Internal HDF5 Structure

HDF5 internal data structure

Fig. 1 Example of a LaPD HDF5 internal data-tree.

The internal data structure (data-tree) of a HDF5 file looks very similar to a system file structure (see Fig. 1), where groups are akin to directories and datasets are akin to files. Not depicted in Fig. 1, each group and dataset can have an arbitrary number of key-value pair attributes constituting the component’s metadata.

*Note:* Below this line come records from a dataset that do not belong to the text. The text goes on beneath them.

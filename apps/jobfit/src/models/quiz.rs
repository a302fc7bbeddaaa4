use chrono::{DateTime, Utc};
use serde::{Deserialize, Serialize};
use sqlx::FromRow;

use crate::models::ids::{AnswerId, JobId, QuestionId, QuizId};

#[derive(Debug, Clone, Serialize, Deserialize, FromRow)]
pub struct QuizRow {
    pub id: QuizId,
    pub job_id: JobId,
    pub created_at: DateTime<Utc>,
}

/// One quiz question. `idx` is 0-based and fixes display and grading order.
#[derive(Debug, Clone, Serialize, Deserialize, FromRow)]
pub struct QuestionRow {
    pub id: QuestionId,
    pub quiz_id: QuizId,
    pub idx: i32,
    pub text: String,
}

/// A submitted answer. Grade columns stay NULL until a grading pass writes them.
/// Several rows may exist for one question; the highest id is authoritative.
#[derive(Debug, Clone, Serialize, Deserialize, FromRow)]
pub struct AnswerRow {
    pub id: AnswerId,
    pub quiz_id: QuizId,
    pub question_id: QuestionId,
    pub text: String,
    pub accuracy: Option<i16>,
    pub completeness: Option<i16>,
    pub communication: Option<i16>,
    pub score_pct: Option<f64>,
    pub tip: Option<String>,
}

impl AnswerRow {
    pub fn is_graded(&self) -> bool {
        self.score_pct.is_some()
    }
}
//! Lenient field coercion for oracle JSON.
//!
//! Models emit `4`, `4.0`, `"4"` and `"four"` for the same field. These
//! helpers accept the shapes that carry an unambiguous value and return
//! `None` for the rest, leaving the default to the caller.

use serde_json::Value;

pub fn as_text(value: &Value) -> Option<String> {
    match value {
        Value::String(s) => Some(s.clone()),
        Value::Number(n) => Some(n.to_string()),
        _ => None,
    }
}

/// Integers, floats (rounded) and numeric strings.
pub fn as_integer(value: &Value) -> Option<i64> {
    match value {
        Value::Number(n) => n.as_i64().or_else(|| n.as_f64().map(|f| f.round() as i64)),
        Value::String(s) => {
            let s = s.trim();
            s.parse::<i64>()
                .ok()
                .or_else(|| s.parse::<f64>().ok().map(|f| f.round() as i64))
        }
        _ => None,
    }
}

pub fn as_flag(value: &Value) -> Option<bool> {
    match value {
        Value::Bool(b) => Some(*b),
        Value::Number(n) => n.as_f64().map(|f| f != 0.0),
        Value::String(s) => match s.trim().to_ascii_lowercase().as_str() {
            "true" | "yes" | "y" | "1" | "required" => Some(true),
            "false" | "no" | "n" | "0" | "" => Some(false),
            _ => None,
        },
        _ => None,
    }
}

In the above example, MSI diagnostic data is contain in the MSI group and the Raw data + config group houses both Digitizer data and Control device data. In addition to the three typical Types of Recorded Data, the Raw data + config group contains the Data run sequence for the experimental run. The Data run sequence is the order of operations performed by the DAQ Controller to execute the experimental run.